Banking Interpretations


April 14, 2005

Sapna Maloor
Legal Intern
Office of General Counsel
New York State Insurance Department
25 Beaver Street
New York , NY 10004

Re: Premium Finance Agency

Dear Ms. Maloor:

Your e-mail to Gene Brooks of the New York State Banking Department (the "Department") has been referred to me for a response. In your e-mail you inquired as to whether a premium finance company agency may pay a referral fee to an insurance company.

Section 566 (2)(a) of the Banking Law reads as follows:

"No premium finance agency, and no employee of such an agency shall pay, allow or offer to pay or allow in any manner whatsoever to an insurance agent or broker, or any employee of an insurance agent or broker, or to any other person, either as an inducement to the financing of any insurance policy with the premium finance agency or after any such policy has been financed, any rebate whatsoever, either from the service charge for financing specified in the premium finance agreement or otherwise, or shall give or offer to give any valuable consideration or inducement of any kind directly or indirectly, other than an article of merchandise not exceeding one dollar in value which shall have thereon the advertisement of the premium finance agency, but a premium finance agency may purchase or otherwise acquire a premium finance agreement, provided that it conforms to this article in all respects, from an insurance agent or broker or another premium finance agency with recourse against the agent, broker or agency on such terms and conditions as may be mutually agreed upon."
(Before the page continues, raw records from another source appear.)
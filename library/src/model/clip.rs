use log::error;
use serde::{Deserialize, Serialize};

use super::{ClipId, Producer, ProducerId, TrackId};
use crate::error::{LibraryError, Result};

/// Slack used when flooring a warped source length, so that `50 / 0.1`
/// landing a hair below 500 still yields 500 frames.
const WARP_LENGTH_TOLERANCE: f64 = 1e-6;

/// Upper bound for clip lengths, frame offsets and timeline positions.
pub const MAX_FRAMES: i64 = 1 << 40;

/// A placed or unplaced instance of a producer.
///
/// `in_frame`/`out_frame` are expressed in the frame units of the producer
/// as played at `speed`, so the playtime is simply `out - in + 1`.
#[derive(Serialize, Deserialize, Clone, PartialEq, Debug)]
pub struct ClipModel {
    id: ClipId,
    producer_id: ProducerId,
    /// Native length of the producer, in unwarped frames.
    native_length: i64,
    in_frame: i64,
    out_frame: i64,
    #[serde(default = "default_speed")]
    speed: f64,
    #[serde(default)]
    track_id: Option<TrackId>,
    #[serde(default)]
    position: i64,
    #[serde(default)]
    pub(crate) endless_resize: bool,
}

/// In/out/speed state captured for undo.
#[derive(Serialize, Deserialize, Clone, Copy, PartialEq, Debug)]
pub struct ClipSnapshot {
    pub in_frame: i64,
    pub out_frame: i64,
    pub speed: f64,
}

/// Result of planning a speed change, computed before anything is mutated.
#[derive(Clone, Copy, PartialEq, Debug)]
pub struct WarpedBounds {
    pub in_frame: i64,
    pub out_frame: i64,
    pub speed: f64,
}

impl WarpedBounds {
    pub fn playtime(&self) -> i64 {
        self.out_frame - self.in_frame + 1
    }
}

impl ClipModel {
    /// Create an orphan clip spanning the whole producer at normal speed.
    pub fn new(id: ClipId, producer: &Producer, endless_resize: bool) -> Result<Self> {
        if producer.length < 1 || producer.length > MAX_FRAMES {
            return Err(LibraryError::InvalidArgument(format!(
                "Producer {} has an unusable length {}",
                producer.id, producer.length
            )));
        }
        Ok(Self {
            id,
            producer_id: producer.id,
            native_length: producer.length,
            in_frame: 0,
            out_frame: producer.length - 1,
            speed: default_speed(),
            track_id: None,
            position: 0,
            endless_resize: endless_resize || producer.endless,
        })
    }

    pub fn id(&self) -> ClipId {
        self.id
    }

    pub fn producer_id(&self) -> ProducerId {
        self.producer_id
    }

    pub fn native_length(&self) -> i64 {
        self.native_length
    }

    pub fn get_in(&self) -> i64 {
        self.in_frame
    }

    pub fn get_out(&self) -> i64 {
        self.out_frame
    }

    pub fn speed(&self) -> f64 {
        self.speed
    }

    pub fn track_id(&self) -> Option<TrackId> {
        self.track_id
    }

    pub fn position(&self) -> i64 {
        self.position
    }

    pub fn is_endless(&self) -> bool {
        self.endless_resize
    }

    /// Number of frames the clip occupies on the timeline.
    pub fn playtime(&self) -> Result<i64> {
        if self.in_frame > self.out_frame {
            error!(
                "Clip {} has in {} past out {}",
                self.id, self.in_frame, self.out_frame
            );
            return Err(LibraryError::InvalidState(format!(
                "clip {} has in point {} after out point {}",
                self.id, self.in_frame, self.out_frame
            )));
        }
        Ok(self.out_frame - self.in_frame + 1)
    }

    /// Length the producer plays for at the current speed (at least one
    /// frame), `None` when the clip may be stretched without limit.
    pub fn max_duration(&self) -> Option<i64> {
        if self.endless_resize {
            None
        } else {
            Some(warped_length(self.native_length, self.speed).max(1))
        }
    }

    pub fn snapshot(&self) -> ClipSnapshot {
        ClipSnapshot {
            in_frame: self.in_frame,
            out_frame: self.out_frame,
            speed: self.speed,
        }
    }

    pub(crate) fn restore(&mut self, snapshot: ClipSnapshot) {
        self.set_in_out(snapshot.in_frame, snapshot.out_frame);
        self.speed = snapshot.speed;
    }

    /// Caller guarantees `out >= in`.
    pub(crate) fn set_in_out(&mut self, in_frame: i64, out_frame: i64) {
        debug_assert!(
            out_frame >= in_frame,
            "clip {} would have playtime below one frame",
            self.id
        );
        self.in_frame = in_frame;
        self.out_frame = out_frame;
    }

    pub(crate) fn set_placement(&mut self, track_id: Option<TrackId>, position: i64) {
        self.track_id = track_id;
        self.position = position;
    }

    /// Compute the in/out a speed change would produce without touching the clip.
    ///
    /// The requested playtime is `round(playtime * speed / new_speed)`. Bounded
    /// clips are further capped to the warped producer length, and the rescaled
    /// in point is pulled back when it would leave fewer frames than that.
    /// Anything under one frame is rejected, as is a warp that would not fit
    /// in [`MAX_FRAMES`].
    pub fn plan_time_warp(&self, new_speed: f64) -> Result<WarpedBounds> {
        if !new_speed.is_finite() || new_speed <= 0.0 {
            return Err(LibraryError::InvalidSpeed(new_speed));
        }
        let playtime = self.playtime()?;
        let ratio = self.speed / new_speed;

        let requested = (playtime as f64 * ratio).round();
        if requested < 1.0 {
            return Err(LibraryError::SpeedTooHigh {
                clip_id: self.id,
                speed: new_speed,
                playtime,
            });
        }
        let scaled_in = (self.in_frame as f64 * ratio).round();
        if scaled_in + requested > MAX_FRAMES as f64 {
            return Err(LibraryError::InvalidSpeed(new_speed));
        }

        let mut in_frame = scaled_in as i64;
        let mut new_playtime = requested as i64;
        if !self.endless_resize {
            let available = warped_length(self.native_length, new_speed).max(1);
            new_playtime = new_playtime.min(available);
            in_frame = in_frame.min(available - new_playtime);
        }

        Ok(WarpedBounds {
            in_frame,
            out_frame: in_frame + new_playtime - 1,
            speed: new_speed,
        })
    }

    pub(crate) fn apply_bounds(&mut self, bounds: WarpedBounds) {
        self.set_in_out(bounds.in_frame, bounds.out_frame);
        self.speed = bounds.speed;
    }
}

/// Frames a producer of `native_length` lasts when played at `speed`.
pub fn warped_length(native_length: i64, speed: f64) -> i64 {
    (native_length as f64 / speed + WARP_LENGTH_TOLERANCE).floor() as i64
}

const fn default_speed() -> f64 {
    1.0
}

#[cfg(test)]
mod tests {
    use super::*;

    fn bounded_clip(length: i64) -> ClipModel {
        ClipModel::new(0, &Producer::new("blue", length), false).unwrap()
    }

    #[test]
    fn test_new_clip_spans_producer() {
        let clip = bounded_clip(50);
        assert_eq!(clip.get_in(), 0);
        assert_eq!(clip.get_out(), 49);
        assert_eq!(clip.playtime().unwrap(), 50);
        assert_eq!(clip.speed(), 1.0);
        assert_eq!(clip.track_id(), None);
        assert_eq!(clip.max_duration(), Some(50));
    }

    #[test]
    fn test_empty_producer_is_rejected() {
        let result = ClipModel::new(0, &Producer::new("empty", 0), false);
        assert!(matches!(result, Err(LibraryError::InvalidArgument(_))));
    }

    #[test]
    fn test_endless_producer_forces_endless_resize() {
        let clip = ClipModel::new(0, &Producer::endless("red", 20), false).unwrap();
        assert!(clip.is_endless());
        assert_eq!(clip.max_duration(), None);
    }

    #[test]
    fn test_plan_slow_motion() {
        let clip = bounded_clip(50);
        let bounds = clip.plan_time_warp(0.5).unwrap();
        assert_eq!(bounds.in_frame, 0);
        assert_eq!(bounds.playtime(), 100);
        assert_eq!(bounds.speed, 0.5);
    }

    #[test]
    fn test_plan_truncates_to_warped_producer() {
        // round(7 / 1.2) would be 6, but the producer only lasts 5 frames.
        let clip = bounded_clip(7);
        assert_eq!(clip.plan_time_warp(1.2).unwrap().playtime(), 5);

        let mut endless = bounded_clip(7);
        endless.endless_resize = true;
        assert_eq!(endless.plan_time_warp(1.2).unwrap().playtime(), 6);
    }

    #[test]
    fn test_plan_rescales_in_point() {
        let mut clip = bounded_clip(100);
        clip.set_in_out(20, 39);
        let bounds = clip.plan_time_warp(2.0).unwrap();
        assert_eq!(bounds.in_frame, 10);
        assert_eq!(bounds.out_frame, 19);
    }

    #[test]
    fn test_plan_rejects_invalid_speed() {
        let clip = bounded_clip(10);
        for speed in [0.0, -1.0, f64::NAN, f64::INFINITY] {
            assert!(matches!(
                clip.plan_time_warp(speed),
                Err(LibraryError::InvalidSpeed(_))
            ));
        }
    }

    #[test]
    fn test_plan_boundary() {
        let clip = bounded_clip(40);
        assert_eq!(clip.plan_time_warp(40.0).unwrap().playtime(), 1);
        assert!(matches!(
            clip.plan_time_warp(400.0),
            Err(LibraryError::SpeedTooHigh { playtime: 40, .. })
        ));
    }

    #[test]
    fn test_plan_pulls_back_trimmed_in_point() {
        let mut clip = bounded_clip(10);
        clip.set_in_out(9, 9);
        let bounds = clip.plan_time_warp(1.5).unwrap();
        assert_eq!(bounds.playtime(), 1);
        assert_eq!(bounds.in_frame, 5);
        assert!(bounds.out_frame < warped_length(10, 1.5));
    }

    #[test]
    fn test_plan_keeps_one_frame_of_short_source() {
        // One source frame at 1.5x lasts under a frame but still plays once.
        let clip = bounded_clip(1);
        let bounds = clip.plan_time_warp(1.5).unwrap();
        assert_eq!((bounds.in_frame, bounds.out_frame), (0, 0));
    }

    #[test]
    fn test_plan_rejects_out_of_range_warp() {
        let clip = bounded_clip(10);
        assert!(matches!(
            clip.plan_time_warp(1e-300),
            Err(LibraryError::InvalidSpeed(_))
        ));

        let mut endless = bounded_clip(10);
        endless.endless_resize = true;
        endless.set_in_out(4, 9);
        assert!(matches!(
            endless.plan_time_warp(f64::MIN_POSITIVE),
            Err(LibraryError::InvalidSpeed(_))
        ));
    }

    #[test]
    fn test_playtime_reports_invalid_state() {
        let mut clip = bounded_clip(10);
        clip.in_frame = 8;
        clip.out_frame = 2;
        assert!(matches!(clip.playtime(), Err(LibraryError::InvalidState(_))));
    }

    #[test]
    fn test_snapshot_restore_is_exact() {
        let mut clip = bounded_clip(30);
        let before = clip.snapshot();
        clip.apply_bounds(clip.plan_time_warp(0.3).unwrap());
        assert_ne!(clip.snapshot(), before);
        clip.restore(before);
        assert_eq!(clip.snapshot(), before);
        assert_eq!(clip.speed(), 1.0);
    }

    #[test]
    fn test_warped_length() {
        assert_eq!(warped_length(50, 0.1), 500);
        assert_eq!(warped_length(7, 1.2), 5);
        assert_eq!(warped_length(33, 33.0), 1);
    }
}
According to your e-mail, the Vice President of [ ] (the "Insurance Company") stated that the Insurance Company plans to provide various insurance brokers with finance agreements, which may be used to procure financing for consumer's insurance policies. As stated, in the event the insurance brokers use the services of Premium Finance Company (the "Premium Finance Company"), then the Premium Finance Company would pay the Insurance Company a flat fee for each accepted agreement.

Section 566 (2)(a) is very broad with reference to parties to whom premium finance agencies are prohibited from making payments to: It prohibits payments to "insurance agent[s] or broker[s], or any employee of an insurance agent or broker, or to any other person." As you can see, this is prohibited group, to whom payments as an inducement to financing cannot be made, is very inclusive and, would therefore, certainly include the Insurance Company. Further, the statute prohibits "any rebate whatsoever" after an insurance policy has been financed. The "flat fee" proposed to be paid by the Premium Finance Company to the Insurance Company fits squarely within this prohibition. Therefore, the arrangement proposed by the Vice President of [ ] Is a clear violation of § 566 (2)(a) of the Banking Law.

I trust the foregoing is responsive to your inquiry.